DR CRAVER: Initially we tried to apply the warm cardioplegia program to everybody. In using warm techniques in the patients who have combined aortic valve disease and coronary disease (who I think are at increased risk for stroke) I had 2 patients of the first 20 who had no reason in the world to have a stroke but had a devastating stroke. So, I stopped, and it is just not something I think is good. I agree with the point you made: as patients have ischemic intervals that extend longer, to an hour, hour and a half, 2 hours, it is certainly more important during that time to lower the temperature. I think the incidence of strokes occurs related to bypass. It is increased by the lengthening of bypass. The longer bypass is the more risk you have; the emboli from the perfusion tubing, the atheroemboli from whatever source, air, et cetera. You have some degree of exposure no matter how long or short patients are on the pump, and the longer it is, the more the exposure. I think what we are demonstrating and what we feel is the case is that a brain that is warm is more subject to injury from these incidental events, whereas a brain that is cooler can tolerate them better. This was also brought out in that 7 of the 23 patients who had strokes in the warm group died of their stroke or died of complications of stroke, whereas of the 6 patients in the cold group who had strokes, none of them died. They all had focal deficits that got better; they went to rehabilitation and are improving. The devastating nature of the ischemic injury that occurs to a warm brain is truly magnified. Laboratory data suggest that too.
DR RICHARD E. MICHALIK (Kingsport, TN): I know that there have been a lot of different approaches to neurologic evaluation of patients at Emory before operation. Did you go back and look at the people who had stroke and do some duplex scans or anything like that? The fact that there seems to be an older group here makes me sort of wonder. And the other thing was, was I right, the patient who spends a few days way, way out in left field, is that defined as a neurologic event?

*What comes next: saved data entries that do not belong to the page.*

//! Detect the type of a file and read it into a [`TaggedMedia`]

use crate::asf::AsfFile;
use crate::config::ParseOptions;
use crate::error::Result;
use crate::file::{AudioFile, FileType, Signature, TaggedMedia, frame_type};
use crate::flac::FlacFile;
use crate::mp4::Mp4File;
use crate::mpeg::MpegFile;
use crate::mpeg::header::search_for_frame_sync;

use std::fs::File;
use std::io::{BufReader, Read, Seek, SeekFrom};
use std::path::Path;

// Enough for every signature, the Ogg codec identifiers end at byte 36
const SNIFF_LEN: u64 = 36;

/// Reads a file whose format isn't known ahead of time
///
/// A `Probe` carries a reader and its (possibly unknown) [`FileType`]. The type can come from a
/// path, be given explicitly, or be guessed from the content with [`Probe::guess_file_type`].
///
/// ```rust,no_run
/// # fn main() -> coverart::error::Result<()> {
/// use coverart::file::FileType;
/// use coverart::probe::Probe;
///
/// // Only the extension is used here
/// let probe = Probe::open("path/to/my.mp3")?;
/// assert_eq!(probe.file_type(), Some(FileType::Mpeg));
/// # Ok(())
/// # }
/// ```
///
/// ```rust
/// # fn main() -> coverart::error::Result<()> {
/// use coverart::file::FileType;
/// use coverart::probe::Probe;
/// use std::io::Cursor;
///
/// let probe = Probe::new(Cursor::new(b"fLaC")).guess_file_type()?;
/// assert_eq!(probe.file_type(), Some(FileType::Flac));
/// # Ok(())
/// # }
/// ```
pub struct Probe<R: Read> {
	inner: R,
	options: Option<ParseOptions>,
	f_ty: Option<FileType>,
}

impl<R: Read> Probe<R> {
	/// Create a `Probe` with no known [`FileType`]
	///
	/// Unbuffered readers should be wrapped in a [`BufReader`] first, guessing the file type
	/// reads a byte at a time while searching for MPEG frames.
	#[must_use]
	pub const fn new(reader: R) -> Self {
		Self {
			inner: reader,
			options: None,
			f_ty: None,
		}
	}

	/// Create a `Probe` for a reader of a known [`FileType`]
	///
	/// # Examples
	///
	/// ```rust
	/// use coverart::file::FileType;
	/// use coverart::probe::Probe;
	/// use std::io::Cursor;
	///
	/// let probe = Probe::with_file_type(Cursor::new(Vec::new()), FileType::Mpeg);
	/// assert_eq!(probe.file_type(), Some(FileType::Mpeg));
	/// ```
	pub fn with_file_type(reader: R, file_type: FileType) -> Self {
		Self {
			f_ty: Some(file_type),
			..Self::new(reader)
		}
	}

	/// The [`FileType`] that will be used by [`Probe::read`]
	pub fn file_type(&self) -> Option<FileType> {
		self.f_ty
	}

	/// Use `options` when guessing the file type and reading
	#[must_use]
	pub fn options(mut self, options: ParseOptions) -> Self {
		self.options = Some(options);
		self
	}

	/// Take back the reader
	pub fn into_inner(self) -> R {
		self.inner
	}
}

impl Probe<BufReader<File>> {
	/// Open the file at `path`, taking the [`FileType`] from its extension
	///
	/// An unrecognized extension leaves the type unknown, see [`Probe::guess_file_type`].
	///
	/// # Errors
	///
	/// * `path` can't be opened
	pub fn open<P>(path: P) -> Result<Self>
	where
		P: AsRef<Path>,
	{
		let path = path.as_ref();

		let file_type = FileType::from_path(path);
		log::debug!(
			"Probe: Opening `{}`, type from extension: {file_type:?}",
			path.display()
		);

		Ok(Self {
			inner: BufReader::new(File::open(path)?),
			options: None,
			f_ty: file_type,
		})
	}
}

impl<R: Read + Seek> Probe<R> {
	/// Guess the [`FileType`] from the content of the reader
	///
	/// A successful guess replaces the current file type, otherwise it is left alone. The reader
	/// is returned to its starting position either way.
	///
	/// Leading ID3v2 tags are skipped. An MPEG frame is searched for up to
	/// [`ParseOptions::max_junk_bytes`] bytes into the stream (or past the ID3v2 tag).
	///
	/// # Errors
	///
	/// Only I/O errors are possible. The reader is in an unknown state afterwards, so the
	/// `Probe` should be discarded.
	pub fn guess_file_type(mut self) -> std::io::Result<Self> {
		let max_junk_bytes = self
			.options
			.unwrap_or_default()
			.max_junk_bytes;

		let start = self.inner.stream_position()?;
		let guess = self.sniff(max_junk_bytes);
		self.inner.seek(SeekFrom::Start(start))?;

		if let Some(file_type) = guess? {
			self.f_ty = Some(file_type);
		}

		log::debug!("Probe: Guessed file type: {:?}", self.f_ty);
		Ok(self)
	}

	fn sniff(&mut self, max_junk_bytes: usize) -> std::io::Result<Option<FileType>> {
		let mut buf = Vec::with_capacity(SNIFF_LEN as usize);
		self.inner.by_ref().take(SNIFF_LEN).read_to_end(&mut buf)?;

		if buf.is_empty() {
			return Ok(None);
		}

		let start = self.inner.seek(SeekFrom::Current(-(buf.len() as i64)))?;

		match Signature::sniff(&buf) {
			Signature::Known(file_type) => Ok(Some(file_type)),
			Signature::Id3v2 { tag_size } => {
				let after_tag = start + 10 + u64::from(tag_size);
				log::debug!("Probe: Skipping an ID3v2 tag, resuming at {after_tag}");

				self.inner.seek(SeekFrom::Start(after_tag))?;

				let mut ident = Vec::with_capacity(4);
				self.inner.by_ref().take(4).read_to_end(&mut ident)?;
				self.inner.seek(SeekFrom::Start(after_tag))?;

				match &ident[..] {
					b"fLaC" => Ok(Some(FileType::Flac)),
					[b'M', b'A', b'C', ..] => Ok(Some(FileType::Ape)),
					b"MPCK" | [b'M', b'P', b'+', ..] => Ok(Some(FileType::Mpc)),
					_ => self.find_frame(max_junk_bytes),
				}
			},
			Signature::Unknown => self.find_frame(max_junk_bytes),
		}
	}

	fn find_frame(&mut self, max_junk_bytes: usize) -> std::io::Result<Option<FileType>> {
		let search_window = max_junk_bytes as u64 + 2;
		let Some(offset) = search_for_frame_sync(&mut self.inner.by_ref().take(search_window))?
		else {
			return Ok(None);
		};

		log::debug!("Probe: Found a frame sync after {offset} bytes of junk");

		// The search stops one byte past the sync
		self.inner.seek(SeekFrom::Current(-1))?;

		let mut second_byte = [0];
		self.inner.read_exact(&mut second_byte)?;

		Ok(Some(frame_type(second_byte[0])))
	}

	/// Read the file into a [`TaggedMedia`]
	///
	/// A [`FileType`] that can't hold cover art, or an unknown one, isn't parsed at all. It
	/// becomes [`TaggedMedia::Unsupported`].
	///
	/// # Errors
	///
	/// * The reader contains invalid data for the [`FileType`]
	///
	/// # Examples
	///
	/// ```rust
	/// use coverart::file::{ContainerFamily, FileType};
	/// use coverart::probe::Probe;
	/// use std::io::Cursor;
	///
	/// # fn main() -> coverart::error::Result<()> {
	/// let probe = Probe::new(Cursor::new(b"RIFF\0\0\0\0WAVE")).guess_file_type()?;
	///
	/// let media = probe.read()?;
	/// assert_eq!(media.family(), ContainerFamily::Unsupported);
	/// assert_eq!(media.file_type(), Some(FileType::Wav));
	/// # Ok(()) }
	/// ```
	pub fn read(mut self) -> Result<TaggedMedia> {
		let reader = &mut self.inner;
		let options = self.options.unwrap_or_default();

		let media = match self.f_ty {
			Some(FileType::Mpeg) => MpegFile::read_from(reader, options)?.into(),
			Some(FileType::Flac) => FlacFile::read_from(reader, options)?.into(),
			Some(FileType::Mp4) => Mp4File::read_from(reader, options)?.into(),
			Some(FileType::Asf) => AsfFile::read_from(reader, options)?.into(),
			other => {
				log::debug!("Probe: File type {other:?} can't hold cover art, not reading");
				TaggedMedia::Unsupported(other)
			},
		};

		Ok(media)
	}
}

/// Read a [`TaggedMedia`], guessing its type from the content
///
/// # Errors
///
/// * See [`Probe::guess_file_type`] and [`Probe::read`]
///
/// # Examples
///
/// ```rust,no_run
/// # fn main() -> coverart::error::Result<()> {
/// let mut file = std::fs::File::open("foo.mp3")?;
/// let media = coverart::read_from(&mut file)?;
/// # Ok(()) }
/// ```
pub fn read_from<R>(reader: &mut R) -> Result<TaggedMedia>
where
	R: Read + Seek,
{
	Probe::new(BufReader::new(reader)).guess_file_type()?.read()
}

/// Read a [`TaggedMedia`] from a path
///
/// The type comes from the extension, and only when that isn't recognized is the content used.
///
/// # Errors
///
/// * See [`Probe::open`] and [`Probe::read`]
pub fn read_from_path<P>(path: P) -> Result<TaggedMedia>
where
	P: AsRef<Path>,
{
	read_from_path_with_options(path, ParseOptions::new())
}

pub(crate) fn read_from_path_with_options<P>(path: P, options: ParseOptions) -> Result<TaggedMedia>
where
	P: AsRef<Path>,
{
	let mut probe = Probe::open(path)?.options(options);
	if probe.file_type().is_none() {
		probe = probe.guess_file_type()?;
	}

	probe.read()
}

DR CRAVER: When we looked at the cold group versus the warm group in Dr Martin's paper, there was no difference in the neurologic risk or work-ups in either groups. In the latter group that we did, we would screen them ahead of time. If they had a symptomatic carotid bruit, they had those worked up and dealt with, and then they were entered in the trial just as though they were the elective bypass patients, and those were all included. Patients were not removed if they had a neurologic risk.